● **What to work on**: Quote exactly the lines spanning from the top of the data below to the line that contains "use std::io::Write;", including both.

● **Collected data entries**:
▬▬▬▬▬▬▬▬▬▬

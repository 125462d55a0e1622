//! End-to-end coverage: a synthetic bare-ELF OELF, written to a temp file and
//! loaded through the public `Runtime` API.

use orbis_loader::oelf::consts::{dt, ELF_MAGIC, PF_R, PF_W, PF_X, PT_DYNAMIC, PT_LOAD, PT_SCE_DYNLIBDATA, PT_SCE_RELRO};
use orbis_loader::oelf::{Elf64Dyn, Elf64Header, Elf64ProgramHeader, SIZEOF_EHDR};
use orbis_loader::{LoaderConfig, Runtime};
use scroll::{Pwrite, LE};
use std::io::Write;

/// Builds a five-segment OELF matching the code/data/relro layout of
/// scenario S1, plus the minimal dynamic section every OELF requires.
fn build_s1_oelf() -> Vec<u8> {
    const PHOFF: usize = SIZEOF_EHDR;
    const CODE_OFF: usize = PHOFF + 56 * 5; // 344
    const DATA_OFF: usize = CODE_OFF + 16; // 360
    const DYN_OFF: usize = DATA_OFF + 8; // 368
    const DYN_SIZE: usize = 16 * 11; // 176
    const DYNLIB_BASE: usize = DYN_OFF + DYN_SIZE; // 544

    let total_len = DYNLIB_BASE + 16;
    let mut bytes = vec![0u8; total_len];

    let mut header = Elf64Header {
        e_phoff: PHOFF as u64,
        e_phentsize: 56,
        e_phnum: 5,
        ..Default::default()
    };
    header.e_ident[0..4].copy_from_slice(&ELF_MAGIC);
    header.e_ident[4] = 2;
    header.e_ident[5] = 1;
    bytes.pwrite_with(header, 0, LE).unwrap();

    let code_ph = Elf64ProgramHeader {
        p_type: PT_LOAD,
        p_flags: PF_R | PF_X,
        p_offset: CODE_OFF as u64,
        p_vaddr: 0,
        p_filesz: 0x10,
        p_memsz: 0x1000,
        p_align: 0x1000,
        ..Default::default()
    };
    bytes.pwrite_with(code_ph, PHOFF, LE).unwrap();

    let relro_ph = Elf64ProgramHeader {
        p_type: PT_SCE_RELRO,
        p_flags: PF_R,
        p_vaddr: 0x1000,
        p_filesz: 0,
        p_memsz: 0x1000,
        ..Default::default()
    };
    bytes.pwrite_with(relro_ph, PHOFF + 56, LE).unwrap();

    let data_ph = Elf64ProgramHeader {
        p_type: PT_LOAD,
        p_flags: PF_R | PF_W,
        p_offset: DATA_OFF as u64,
        p_vaddr: 0x2000,
        p_filesz: 8,
        p_memsz: 0x1000,
        p_align: 0x1000,
        ..Default::default()
    };
    bytes.pwrite_with(data_ph, PHOFF + 56 * 2, LE).unwrap();

    let dynamic_ph = Elf64ProgramHeader {
        p_type: PT_DYNAMIC,
        p_offset: DYN_OFF as u64,
        p_filesz: DYN_SIZE as u64,
        ..Default::default()
    };
    bytes.pwrite_with(dynamic_ph, PHOFF + 56 * 3, LE).unwrap();

    let dynlib_ph = Elf64ProgramHeader {
        p_type: PT_SCE_DYNLIBDATA,
        p_offset: DYNLIB_BASE as u64,
        ..Default::default()
    };
    bytes.pwrite_with(dynlib_ph, PHOFF + 56 * 4, LE).unwrap();

    bytes[CODE_OFF..CODE_OFF + 16].copy_from_slice(&[0xCC; 16]);
    bytes[DATA_OFF..DATA_OFF + 8].copy_from_slice(b"DATA0000");

    // name_offset=1, minor=0, major=1, id=1 packed little-endian into a u64.
    let module_info_val = u64::from_le_bytes([1, 0, 0, 0, 0, 1, 1, 0]);

    let entries: &[Elf64Dyn] = &[
        Elf64Dyn { d_tag: dt::DT_NEEDED, d_val: 1 },
        Elf64Dyn { d_tag: dt::DT_SCE_MODULE_INFO, d_val: module_info_val },
        Elf64Dyn { d_tag: dt::DT_SCE_SYMTAB, d_val: 11 },
        Elf64Dyn { d_tag: dt::DT_SCE_SYMTABSZ, d_val: 0 },
        Elf64Dyn { d_tag: dt::DT_SCE_STRTAB, d_val: 0 },
        Elf64Dyn { d_tag: dt::DT_SCE_STRSZ, d_val: 11 },
        Elf64Dyn { d_tag: dt::DT_SCE_RELA, d_val: 11 },
        Elf64Dyn { d_tag: dt::DT_SCE_RELASZ, d_val: 0 },
        Elf64Dyn { d_tag: dt::DT_SCE_JMPREL, d_val: 11 },
        Elf64Dyn { d_tag: dt::DT_SCE_PLTRELSZ, d_val: 0 },
        Elf64Dyn { d_tag: dt::DT_NULL, d_val: 0 },
    ];
    for (i, entry) in entries.iter().enumerate() {
        bytes.pwrite_with(*entry, DYN_OFF + i * 16, LE).unwrap();
    }

    bytes[DYNLIB_BASE..DYNLIB_BASE + 11].copy_from_slice(b"\0eboot.bin\0");

    bytes
}

#[test]
fn loads_a_bare_elf_and_maps_segments_per_scenario_s1() {
    let dir = std::env::temp_dir().join(format!("orbis-loader-test-{}", std::process::id()));
    std::fs::create_dir_all(&dir).unwrap();
    let path = dir.join("eboot.bin");
    {
        let mut file = std::fs::File::create(&path).unwrap();
        file.write_all(&build_s1_oelf()).unwrap();
    }

    let mut runtime = Runtime::new(
        LoaderConfig::with_eboot_dir(&dir),
        Default::default(),
        Default::default(),
    );
    let index = runtime.load_file(&path).unwrap();

    let module = runtime.modules().get(index).unwrap();
    assert_eq!(module.data.len(), 0x3000);
    assert_eq!(&module.code_section()[0..16], &[0xCC; 16][..]);
    assert!(module.code_section()[16..0x1000].iter().all(|&b| b == 0));
    assert_eq!(&module.data_section()[0..8], b"DATA0000");
    assert!(module.relro_section().iter().all(|&b| b == 0));
    assert_eq!(module.export_name, "eboot.bin");

    std::fs::remove_dir_all(&dir).ok();
}

#[test]
fn loading_the_same_stem_twice_is_idempotent() {
    let dir = std::env::temp_dir().join(format!("orbis-loader-test-idempotent-{}", std::process::id()));
    std::fs::create_dir_all(&dir).unwrap();
    let path = dir.join("eboot.bin");
    {
        let mut file = std::fs::File::create(&path).unwrap();
        file.write_all(&build_s1_oelf()).unwrap();
    }

    let mut runtime = Runtime::new(LoaderConfig::with_eboot_dir(&dir), Default::default(), Default::default());
    let first = runtime.load_file(&path).unwrap();
    let second = runtime.load_file(&path).unwrap();
    assert_eq!(first, second);
    assert_eq!(runtime.modules().len(), 1);

    std::fs::remove_dir_all(&dir).ok();
}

▬▬▬▬▬▬▬▬▬▬

● **Expected answer**:
repository 125462d55a0e1622
//! End-to-end coverage: a synthetic bare-ELF OELF, written to a temp file and
//! loaded through the public `Runtime` API.

use orbis_loader::oelf::consts::{dt, ELF_MAGIC, PF_R, PF_W, PF_X, PT_DYNAMIC, PT_LOAD, PT_SCE_DYNLIBDATA, PT_SCE_RELRO};
use orbis_loader::oelf::{Elf64Dyn, Elf64Header, Elf64ProgramHeader, SIZEOF_EHDR};
use orbis_loader::{LoaderConfig, Runtime};
use scroll::{Pwrite, LE};
use std::io::Write;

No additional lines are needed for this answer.